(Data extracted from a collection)
^^^^^^^^

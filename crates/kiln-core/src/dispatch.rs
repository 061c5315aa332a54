//! Dispatch sizing and the per-executor dispatch queue
//!
//! The dispatch size of a run is the largest element count among the array
//! resources bound to it, inputs and outputs alike, floored at one. A run
//! with no array bound uses [`ExecutorConfig::default_dispatch_size`].
//!
//! ```
//! use kiln_core::dispatch::dispatch_size;
//!
//! assert_eq!(dispatch_size([4, 16, 2], 1), 16);
//! assert_eq!(dispatch_size([0], 1), 1);
//! assert_eq!(dispatch_size(std::iter::empty(), 8), 8);
//! ```

use crate::config::ExecutorConfig;
use crate::instrumentation::{AggregateStatistics, RunReport};
use kiln_backends::LaunchConfig;

/// Number of workers for a run given the lengths of its bound arrays
pub fn dispatch_size(array_lengths: impl IntoIterator<Item = usize>, default_dispatch_size: u32) -> u32 {
    match array_lengths.into_iter().max() {
        Some(len) => u32::try_from(len).unwrap_or(u32::MAX).max(1),
        None => default_dispatch_size.max(1),
    }
}

/// Launch configuration covering `dispatch_size` workers
///
/// Lanes of the last block beyond `dispatch_size` stay idle.
pub fn launch_config(dispatch_size: u32, config: &ExecutorConfig) -> LaunchConfig {
    let launch = LaunchConfig::linear(dispatch_size, config.block_size);
    match config.dispatch_timeout {
        Some(timeout) => launch.with_timeout(timeout),
        None => launch,
    }
}

/// State guarded by the executor's single dispatch queue
///
/// Holding the queue lock for a whole run serializes runs of one executor.
#[derive(Debug, Default)]
pub(crate) struct DispatchQueue {
    submitted: u64,
    statistics: AggregateStatistics,
}

impl DispatchQueue {
    /// Sequence number for the next submission
    pub(crate) fn submit(&mut self) -> u64 {
        self.submitted += 1;
        self.submitted
    }

    pub(crate) fn complete(&mut self, report: &RunReport) {
        self.statistics.record(report);
    }

    pub(crate) fn statistics(&self) -> &AggregateStatistics {
        &self.statistics
    }
}

#[cfg(test)]
mod tests {
    use super::*;
    use std::time::Duration;

    #[test]
    fn test_largest_array_wins() {
        assert_eq!(dispatch_size([4, 4], 1), 4);
        assert_eq!(dispatch_size([3, 100, 7], 1), 100);
    }

    #[test]
    fn test_empty_arrays_floor_at_one() {
        assert_eq!(dispatch_size([0, 0], 1), 1);
        assert_eq!(dispatch_size([0], 32), 1);
    }

    #[test]
    fn test_no_arrays_uses_default() {
        assert_eq!(dispatch_size(std::iter::empty(), 1), 1);
        assert_eq!(dispatch_size(std::iter::empty(), 64), 64);
        assert_eq!(dispatch_size(std::iter::empty(), 0), 1);
    }

    #[test]
    fn test_oversized_array_saturates() {
        assert_eq!(dispatch_size([usize::MAX], 1), u32::MAX);
    }

    #[test]
    fn test_launch_config_covers_dispatch() {
        let config = ExecutorConfig::default().with_block_size(4);
        let launch = launch_config(10, &config);

        assert_eq!(launch.work_size, 10);
        assert_eq!(launch.grid.x, 3);
        assert_eq!(launch.block.x, 4);
        assert_eq!(launch.total_lanes(), 12);
        assert!(launch.timeout.is_none());
    }

    #[test]
    fn test_launch_config_carries_timeout() {
        let config = ExecutorConfig::default().with_dispatch_timeout(Duration::from_millis(5));
        assert_eq!(launch_config(1, &config).timeout, Some(Duration::from_millis(5)));
    }

    #[test]
    fn test_queue_counts_submissions() {
        let mut queue = DispatchQueue::default();
        assert_eq!(queue.submit(), 1);
        assert_eq!(queue.submit(), 2);
        queue.complete(&RunReport::default());
        assert_eq!(queue.submit(), 3);
        assert_eq!(queue.statistics().run_count, 1);
    }
}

^^^^^^^^

The response should be an exact repeat of the data above.

filename crates/kiln-core/src/dispatch.rs
repository 061c5315aa332a54
//! Dispatch sizing and the per-executor dispatch queue
//!
//! The dispatch size of a run is the largest element count among the array
//! resources bound to it, inputs and outputs alike, floored at one. A run
//! with no array bound uses [`ExecutorConfig::default_dispatch_size`].
//!
//! ```
//! use kiln_core::dispatch::dispatch_size;
//!
//! assert_eq!(dispatch_size([4, 16, 2], 1), 16);
//! assert_eq!(dispatch_size([0], 1), 1);
//! assert_eq!(dispatch_size(std::iter::empty(), 8), 8);
//! ```

use crate::config::ExecutorConfig;
use crate::instrumentation::{AggregateStatistics, RunReport};
use kiln_backends::LaunchConfig;

/// Number of workers for a run given the lengths of its bound arrays
pub fn dispatch_size(array_lengths: impl IntoIterator<Item = usize>, default_dispatch_size: u32) -> u32 {
    match array_lengths.into_iter().max() {
        Some(len) => u32::try_from(len).unwrap_or(u32::MAX).max(1),
        None => default_dispatch_size.max(1),
    }
}

/// Launch configuration covering `dispatch_size` workers
///
/// Lanes of the last block beyond `dispatch_size` stay idle.
pub fn launch_config(dispatch_size: u32, config: &ExecutorConfig) -> LaunchConfig {
    let launch = LaunchConfig::linear(dispatch_size, config.block_size);
    match config.dispatch_timeout {
        Some(timeout) => launch.with_timeout(timeout),
        None => launch,
    }
}

/// State guarded by the executor's single dispatch queue
///
/// Holding the queue lock for a whole run serializes runs of one executor.
#[derive(Debug, Default)]
pub(crate) struct DispatchQueue {
    submitted: u64,
    statistics: AggregateStatistics,
}

impl DispatchQueue {
    /// Sequence number for the next submission
    pub(crate) fn submit(&mut self) -> u64 {
        self.submitted += 1;
        self.submitted
    }

    pub(crate) fn complete(&mut self, report: &RunReport) {
        self.statistics.record(report);
    }

    pub(crate) fn statistics(&self) -> &AggregateStatistics {
        &self.statistics
    }
}

#[cfg(test)]
mod tests {
    use super::*;
    use std::time::Duration;

    #[test]
    fn test_largest_array_wins() {
        assert_eq!(dispatch_size([4, 4], 1), 4);
        assert_eq!(dispatch_size([3, 100, 7], 1), 100);
    }

    #[test]
    fn test_empty_arrays_floor_at_one() {
        assert_eq!(dispatch_size([0, 0], 1), 1);
        assert_eq!(dispatch_size([0], 32), 1);
    }

    #[test]
    fn test_no_arrays_uses_default() {
        assert_eq!(dispatch_size(std::iter::empty(), 1), 1);
        assert_eq!(dispatch_size(std::iter::empty(), 64), 64);
        assert_eq!(dispatch_size(std::iter::empty(), 0), 1);
    }

    #[test]
    fn test_oversized_array_saturates() {
        assert_eq!(dispatch_size([usize::MAX], 1), u32::MAX);
    }

    #[test]
    fn test_launch_config_covers_dispatch() {
        let config = ExecutorConfig::default().with_block_size(4);
        let launch = launch_config(10, &config);

        assert_eq!(launch.work_size, 10);
        assert_eq!(launch.grid.x, 3);
        assert_eq!(launch.block.x, 4);
        assert_eq!(launch.total_lanes(), 12);
        assert!(launch.timeout.is_none());
    }

    #[test]
    fn test_launch_config_carries_timeout() {
        let config = ExecutorConfig::default().with_dispatch_timeout(Duration::from_millis(5));
        assert_eq!(launch_config(1, &config).timeout, Some(Duration::from_millis(5)));
    }

    #[test]
    fn test_queue_counts_submissions() {
        let mut queue = DispatchQueue::default();
        assert_eq!(queue.submit(), 1);
        assert_eq!(queue.submit(), 2);
        queue.complete(&RunReport::default());
        assert_eq!(queue.submit(), 3);
        assert_eq!(queue.statistics().run_count, 1);
    }
}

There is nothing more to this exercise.